Feature Extraction and Architecture Clustering for Keyword Spotting (1S)
Status: In progress
- Type: Semester Thesis
- Professor: Prof. Dr. L. Benini
The objective of Keyword Spotting (KWS) is to detect a set of predefined keywords within a stream of user utterances. For most of KWS pipelines, as well as any other audio-based task, the acoustic model and/or linguistic model is preceded by a feature extraction segment. Several approaches have been proposed to perform this step, the most notable one being the Mel Frequency Cepstral Coefficients (MFFCs). As this technique represents only one of the possible approaches towards feature extraction, and since it has been showed that the performance of the system can be largely influenced by this choice, the aim of this project is to do an in-depth evaluation of feature extraction methods for KWS and their pairing with the Deep Neural Network (DNN)’s structure employed for recognition.

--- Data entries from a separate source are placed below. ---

// Copyright (c) 2025 Dimitris Kafetzis
//
// Licensed under the MIT License.
// See LICENSE file in the project root for full license information.
//
// SPDX-License-Identifier: MIT

//! Size-classed chunk reuse pool.
//!
//! The [`ChunkPool`] is the allocator behind every [`Buffer`](crate::Buffer).
//! It:
//!
//! 1. Keeps one free list per size class, keyed by *exact* chunk capacity.
//!    A request is only served from the list whose class equals the
//!    requested capacity; there is no first-fit search.
//! 2. Drops chunks smaller than `pooled_size` instead of pooling them.
//! 3. Tracks [`PoolStats`] for tuning.
//!
//! # Thread Safety
//! `ChunkPool` is a cheap `Clone` handle around shared state and is
//! `Send + Sync`: many writers and recyclers may acquire and release
//! concurrently. Free lists are guarded by a single mutex, so a chunk is
//! never handed out twice.

use crate::{BufferError, PoolConfig, PoolStats};
use std::collections::HashMap;
use std::sync::{Arc, Mutex, MutexGuard, PoisonError};

/// Mutable pool state, guarded as a unit.
struct PoolState {
    config: PoolConfig,
    /// size class → idle chunks of exactly that capacity.
    free: HashMap<usize, Vec<Vec<u8>>>,
    stats: PoolStats,
}

impl PoolState {
    fn new(config: PoolConfig) -> Self {
        Self {
            free: empty_free_lists(&config),
            config,
            stats: PoolStats::default(),
        }
    }
}

/// Shared handle to a set of size-classed chunk free lists.
///
/// # Example
/// ```
/// use chunk_buffer::{ChunkPool, PoolConfig};
///
/// let pool = ChunkPool::new(PoolConfig::new(4, 8, 16)).unwrap();
///
/// let chunk = pool.acquire(8);
/// let addr = chunk.as_ptr();
/// pool.release(chunk);
/// assert_eq!(pool.free_chunks(8), 1);
///
/// // The same allocation comes back for the same size class.
/// assert_eq!(pool.acquire(8).as_ptr(), addr);
/// ```
#[derive(Clone)]
pub struct ChunkPool {
    inner: Arc<Mutex<PoolState>>,
}

impl ChunkPool {
    /// Creates a pool after validating `config`.
    pub fn new(config: PoolConfig) -> Result<Self, BufferError> {
        config.validate()?;
        tracing::debug!(
            start_size = config.start_size,
            pooled_size = config.pooled_size,
            max_size = config.max_size,
            "chunk pool created"
        );
        Ok(Self {
            inner: Arc::new(Mutex::new(PoolState::new(config))),
        })
    }

    // Every mutation under the lock is a single push or pop, so the state
    // is consistent even if a holder panicked.
    fn lock(&self) -> MutexGuard<'_, PoolState> {
        self.inner.lock().unwrap_or_else(PoisonError::into_inner)
    }

    /// Returns an empty chunk whose capacity is exactly `capacity`.
    ///
    /// If `capacity` is a size class with an idle chunk, that chunk is
    /// reused (length 0, contents not zeroed). Otherwise a fresh chunk is
    /// allocated.
    pub fn acquire(&self, capacity: usize) -> Vec<u8> {
        {
            let mut guard = self.lock();
            let state = &mut *guard;
            if capacity >= state.config.pooled_size {
                if let Some(chunk) = state.free.get_mut(&capacity).and_then(Vec::pop) {
                    state.stats.record_hit();
                    return chunk;
                }
            }
            state.stats.record_miss();
        }
        Vec::with_capacity(capacity)
    }

    /// Returns a chunk to the free list for its exact capacity.
    ///
    /// Zero-capacity chunks are ignored. Chunks below `pooled_size`, with
    /// a capacity that is not a current size class, or whose class already
    /// holds `max_free_per_class` idle chunks are dropped.
    pub fn release(&self, mut chunk: Vec<u8>) {
        let capacity = chunk.capacity();
        if capacity == 0 {
            return;
        }

        let mut guard = self.lock();
        let state = &mut *guard;
        if capacity >= state.config.pooled_size {
            if let Some(list) = state.free.get_mut(&capacity) {
                if list.len() < state.config.max_free_per_class {
                    chunk.clear();
                    list.push(chunk);
                    state.stats.record_pooled();
                    return;
                }
            }
        }
        state.stats.record_discarded();
    }

    /// Releases every chunk yielded by `chunks`.
    pub fn release_all<I>(&self, chunks: I)
    where
        I: IntoIterator<Item = Vec<u8>>,
    {
        for chunk in chunks {
            self.release(chunk);
        }
    }

    /// Replaces the configuration and rebuilds empty free lists for the
    /// new size classes. Idle chunks are dropped; chunks already handed out
    /// are only pooled later if their capacity matches a new class.
    pub fn configure(&self, config: PoolConfig) -> Result<(), BufferError> {
        config.validate()?;
        let mut state = self.lock();
        state.free = empty_free_lists(&config);
        state.config = config;
        tracing::debug!(
            start_size = config.start_size,
            pooled_size = config.pooled_size,
            max_size = config.max_size,
            "chunk pool reconfigured"
        );
        Ok(())
    }

    /// Returns the active configuration.
    pub fn config(&self) -> PoolConfig {
        self.lock().config
    }

    /// Returns the size classes in ascending order.
    pub fn size_classes(&self) -> Vec<usize> {
        self.lock().config.size_classes()
    }

    /// Returns the number of idle chunks held for the size class `capacity`.
    pub fn free_chunks(&self, capacity: usize) -> usize {
        self.lock().free.get(&capacity).map_or(0, Vec::len)
    }

    /// Returns the total capacity of all idle chunks, in bytes.
    pub fn free_bytes(&self) -> usize {
        self.lock()
            .free
            .iter()
            .map(|(class, list)| class * list.len())
            .sum()
    }

    /// Drops every idle chunk, keeping the configuration and size classes.
    ///
    /// Useful under memory pressure; chunks in use are unaffected.
    pub fn shrink(&self) {
        let mut state = self.lock();
        let dropped: usize = state.free.values().map(Vec::len).sum();
        for list in state.free.values_mut() {
            list.clear();
        }
        tracing::debug!(dropped, "chunk pool shrunk");
    }

    /// Returns a snapshot of pool statistics.
    pub fn stats(&self) -> PoolStats {
        self.lock().stats.clone()
    }
}

impl Default for ChunkPool {
    fn default() -> Self {
        Self {
            inner: Arc::new(Mutex::new(PoolState::new(PoolConfig::default()))),
        }
    }
}

impl std::fmt::Debug for ChunkPool {
    fn fmt(&self, f: &mut std::fmt::Formatter<'_>) -> std::fmt::Result {
        let state = self.lock();
        f.debug_struct("ChunkPool")
            .field("config", &state.config)
            .field("free_chunks", &state.free.values().map(Vec::len).sum::<usize>())
            .finish()
    }
}

fn empty_free_lists(config: &PoolConfig) -> HashMap<usize, Vec<Vec<u8>>> {
    config
        .size_classes()
        .into_iter()
        .map(|class| (class, Vec::new()))
        .collect()
}

#[cfg(test)]
mod tests {
    use super::*;
    use std::collections::HashSet;

    fn small_pool() -> ChunkPool {
        ChunkPool::new(PoolConfig::new(4, 8, 16)).unwrap()
    }

    #[test]
    fn test_acquire_fresh_has_exact_capacity() {
        let pool = small_pool();
        let chunk = pool.acquire(8);
        assert_eq!(chunk.len(), 0);
        assert!(chunk.capacity() >= 8);
        assert_eq!(pool.stats().misses, 1);
    }

    #[test]
    fn test_release_and_reuse_by_identity() {
        let pool = small_pool();
        let mut chunk = pool.acquire(16);
        chunk.extend_from_slice(b"dirty");
        let addr = chunk.as_ptr();
        pool.release(chunk);
        assert_eq!(pool.free_chunks(16), 1);

        let again = pool.acquire(16);
        assert_eq!(again.as_ptr(), addr);
        assert!(again.is_empty());
        assert_eq!(pool.free_chunks(16), 0);

        let stats = pool.stats();
        assert_eq!(stats.hits, 1);
        assert_eq!(stats.misses, 1);
    }

    #[test]
    fn test_small_chunks_are_dropped() {
        let pool = small_pool();
        pool.release(Vec::with_capacity(4));
        assert_eq!(pool.free_bytes(), 0);
        assert_eq!(pool.stats().discarded, 1);
    }

    #[test]
    fn test_zero_capacity_release_is_noop() {
        let pool = small_pool();
        pool.release(Vec::new());
        assert_eq!(pool.stats().releases, 0);
    }

    #[test]
    fn test_non_class_capacity_is_dropped() {
        let pool = small_pool();
        pool.release(Vec::with_capacity(12));
        pool.release(Vec::with_capacity(64));
        assert_eq!(pool.free_bytes(), 0);
        assert_eq!(pool.stats().discarded, 2);
    }

    #[test]
    fn test_acquire_below_pooled_size_never_hits() {
        let pool = ChunkPool::new(PoolConfig::new(4, 8, 16)).unwrap();
        pool.release(pool.acquire(8));
        // 4 is not a size class, so the idle 8-byte chunk is not used.
        let chunk = pool.acquire(4);
        assert!(chunk.capacity() >= 4);
        assert_eq!(pool.free_chunks(8), 1);
    }

    #[test]
    fn test_retention_cap() {
        let config = PoolConfig {
            max_free_per_class: 2,
            ..PoolConfig::new(4, 8, 16)
        };
        let pool = ChunkPool::new(config).unwrap();
        for _ in 0..3 {
            pool.release(Vec::with_capacity(8));
        }
        assert_eq!(pool.free_chunks(8), 2);
        assert_eq!(pool.stats().discarded, 1);
    }

    #[test]
    fn test_configure_rebuilds_free_lists() {
        let pool = small_pool();
        let held = pool.acquire(16);
        pool.release(pool.acquire(8));
        assert_eq!(pool.free_chunks(8), 1);

        pool.configure(PoolConfig::new(16, 32, 64)).unwrap();
        assert_eq!(pool.free_chunks(8), 0);
        assert_eq!(pool.size_classes(), vec![32, 64]);

        // Allocated under the old config, no longer a size class.
        pool.release(held);
        assert_eq!(pool.free_bytes(), 0);
    }

    #[test]
    fn test_configure_keeps_chunks_matching_new_class() {
        let pool = small_pool();
        let held = pool.acquire(16);

        pool.configure(PoolConfig::new(16, 16, 64)).unwrap();
        assert_eq!(pool.size_classes(), vec![16, 32, 64]);

        pool.release(held);
        assert_eq!(pool.free_chunks(16), 1);
        assert_eq!(pool.stats().pooled, 1);
    }

    #[test]
    fn test_configure_rejects_invalid() {
        let pool = small_pool();
        assert!(pool.configure(PoolConfig::new(32, 8, 16)).is_err());
        assert_eq!(pool.config(), PoolConfig::new(4, 8, 16));
    }

    #[test]
    fn test_new_rejects_invalid() {
        assert!(matches!(
            ChunkPool::new(PoolConfig::new(4, 32, 16)),
            Err(BufferError::InvalidConfig(_))
        ));
    }

    #[test]
    fn test_shrink() {
        let pool = small_pool();
        pool.release(Vec::with_capacity(8));
        pool.release(Vec::with_capacity(16));
        assert_eq!(pool.free_bytes(), 24);

        pool.shrink();
        assert_eq!(pool.free_bytes(), 0);
        assert_eq!(pool.size_classes(), vec![8, 16]);
    }

    #[test]
    fn test_default_pool() {
        let pool = ChunkPool::default();
        assert_eq!(pool.config(), PoolConfig::default());
        assert_eq!(pool.size_classes().len(), 7);
    }

    #[test]
    fn test_concurrent_acquire_never_duplicates() {
        let pool = ChunkPool::new(PoolConfig::new(8, 8, 64)).unwrap();
        for _ in 0..32 {
            pool.release(Vec::with_capacity(64));
        }

        let held: Vec<Vec<Vec<u8>>> = std::thread::scope(|s| {
            let handles: Vec<_> = (0..8)
                .map(|_| {
                    let pool = pool.clone();
                    s.spawn(move || (0..4).map(|_| pool.acquire(64)).collect::<Vec<_>>())
                })
                .collect();
            handles.into_iter().map(|h| h.join().unwrap()).collect()
        });

        let addrs: HashSet<usize> = held
            .iter()
            .flatten()
            .map(|chunk| chunk.as_ptr() as usize)
            .collect();
        assert_eq!(addrs.len(), 32);
        assert_eq!(pool.free_chunks(64), 0);
        assert_eq!(pool.stats().hits, 32);
    }

    #[test]
    fn test_pool_is_send_sync() {
        fn assert_send_sync<T: Send + Sync>() {}
        assert_send_sync::<ChunkPool>();
    }

    #[test]
    fn test_debug_format() {
        let pool = ChunkPool::default();
        let debug = format!("{pool:?}");
        assert!(debug.contains("ChunkPool"));
        assert!(debug.contains("config"));
    }
}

Feature extraction represents the process of deriving essential, non-redundant information from a set of measured data. Through the selection and/or combination of input variables into features, the dimension of the given data can be largely reduced, thus also reducing the computational eﬀort within the processing pipeline. Nonetheless, such techniques should not aﬀect the integrity of the data; the extracted features should still accurately described the data set. Often used interchangeably, we diﬀerentiate between feature (pre)processing and feature extraction, defining the former as the techniques applied to alter the data in order to emphasize or remove certain characteristics. To better understand the concept of feature extraction, we will use the Mel-Frequency Cepstral Coeﬃcients (MFCC) as an example.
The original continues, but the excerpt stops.